YOUR INSTRUCTIONS: Working from the top of the records below, reproduce each line exactly, ending once you have written the line containing "key. Our own".
· · · ·
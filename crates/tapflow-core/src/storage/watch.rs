//! Cross-process change detection for file-backed areas

use super::StorageArea;
use crate::error::StorageError;
use notify::{Event, EventKind, RecommendedWatcher, RecursiveMode, Watcher};
use std::path::{Path, PathBuf};
use tracing::{debug, warn};

/// Keeps a storage area in step with its backing file.
///
/// When another process rewrites the file, the area reloads it and every
/// listener in this process receives one event per changed key. Our own
/// writes reload to an identical map and produce no events. Dropping the
/// watcher stops it.
pub struct FileWatcher {
    _watcher: RecommendedWatcher,
    path: PathBuf,
}

impl FileWatcher {
    /// Start watching `path` on behalf of `area`
    pub fn spawn(area: StorageArea, path: impl Into<PathBuf>) -> Result<Self, StorageError> {
        let path = path.into();
        let file_name = path.file_name().map(|name| name.to_os_string());
        let watched_dir = match path.parent() {
            Some(parent) if !parent.as_os_str().is_empty() => parent.to_path_buf(),
            _ => PathBuf::from("."),
        };

        let mut watcher = notify::recommended_watcher(move |res: notify::Result<Event>| {
            let event = match res {
                Ok(event) => event,
                Err(e) => {
                    warn!("Storage file watch error: {}", e);
                    return;
                }
            };
            if !matches!(event.kind, EventKind::Create(_) | EventKind::Modify(_)) {
                return;
            }
            let touches_store = event
                .paths
                .iter()
                .any(|p| p.file_name().map(|n| n.to_os_string()) == file_name);
            if !touches_store {
                return;
            }
            match area.refresh() {
                Ok(0) => {}
                Ok(changed) => debug!(changed, "Picked up external storage changes"),
                Err(e) => warn!("Failed to reload storage file: {}", e),
            }
        })?;
        watcher.watch(&watched_dir, RecursiveMode::NonRecursive)?;
        debug!("Watching storage file {:?}", path);

        Ok(Self {
            _watcher: watcher,
            path,
        })
    }

    /// Watched file
    pub fn path(&self) -> &Path {
        &self.path
    }
}

impl std::fmt::Debug for FileWatcher {
    fn fmt(&self, f: &mut std::fmt::Formatter<'_>) -> std::fmt::Result {
        f.debug_struct("FileWatcher")
            .field("path", &self.path)
            .finish()
    }
}
//! Revision-tracked values and cached derivations
//!
//! A [`Signal`] carries a revision that moves forward on every change. A
//! [`Memo`] remembers the upstream revisions it was computed from and only
//! recomputes when one of them moved.

/// Monotonic change counter of a [`Signal`]
pub type Revision = u64;

/// A value with a change revision
#[derive(Debug, Clone, Default)]
pub struct Signal<T> {
    value: T,
    revision: Revision,
}

impl<T> Signal<T> {
    /// Create a signal at revision 0
    pub fn new(value: T) -> Self {
        Self { value, revision: 0 }
    }

    /// Current value
    pub fn get(&self) -> &T {
        &self.value
    }

    /// Current revision
    pub fn revision(&self) -> Revision {
        self.revision
    }

    /// Mutate in place. Always counts as a change.
    pub fn update(&mut self, f: impl FnOnce(&mut T)) {
        f(&mut self.value);
        self.revision += 1;
    }
}

impl<T: PartialEq> Signal<T> {
    /// Replace the value. Returns false (and keeps the revision) if unchanged.
    pub fn set(&mut self, value: T) -> bool {
        if self.value == value {
            return false;
        }
        self.value = value;
        self.revision += 1;
        true
    }
}

/// Cached derived value keyed on upstream revisions
#[derive(Debug, Clone)]
pub struct Memo<T> {
    cached: Option<(Vec<Revision>, T)>,
    recomputes: usize,
}

impl<T> Default for Memo<T> {
    fn default() -> Self {
        Self::new()
    }
}

impl<T> Memo<T> {
    /// Create an empty memo
    pub fn new() -> Self {
        Self {
            cached: None,
            recomputes: 0,
        }
    }

    /// Return the cached value, recomputing first if any of `deps` moved
    pub fn get(&mut self, deps: &[Revision], compute: impl FnOnce() -> T) -> &T {
        let stale = match &self.cached {
            Some((seen, _)) => seen.as_slice() != deps,
            None => true,
        };
        if stale {
            self.cached = None;
        }
        let recomputes = &mut self.recomputes;
        let (_, value) = self.cached.get_or_insert_with(|| {
            *recomputes += 1;
            (deps.to_vec(), compute())
        });
        value
    }

    /// How many times the derivation ran
    pub fn recompute_count(&self) -> usize {
        self.recomputes
    }
}

#[cfg(test)]
mod tests {
    use super::*;

    #[test]
    fn test_signal_set_unchanged_keeps_revision() {
        let mut signal = Signal::new(4);
        assert!(!signal.set(4));
        assert_eq!(signal.revision(), 0);
        assert!(signal.set(5));
        assert_eq!(signal.revision(), 1);
    }

    #[test]
    fn test_memo_recomputes_once_per_change() {
        let mut a = Signal::new(2);
        let b = Signal::new(3);
        let mut memo = Memo::new();

        let product = *memo.get(&[a.revision(), b.revision()], || a.get() * b.get());
        assert_eq!(product, 6);
        let _ = memo.get(&[a.revision(), b.revision()], || unreachable!());
        assert_eq!(memo.recompute_count(), 1);

        a.set(10);
        let product = *memo.get(&[a.revision(), b.revision()], || a.get() * b.get());
        assert_eq!(product, 30);
        assert_eq!(memo.recompute_count(), 2);
    }
}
· · · ·
ANSWER BELOW:
filename crates/tapflow-core/src/storage/watch.rs
//! Cross-process change detection for file-backed areas

use super::StorageArea;
use crate::error::StorageError;
use notify::{Event, EventKind, RecommendedWatcher, RecursiveMode, Watcher};
use std::path::{Path, PathBuf};
use tracing::{debug, warn};

/// Keeps a storage area in step with its backing file.
///
/// When another process rewrites the file, the area reloads it and every
/// listener in this process receives one event per changed key. Our own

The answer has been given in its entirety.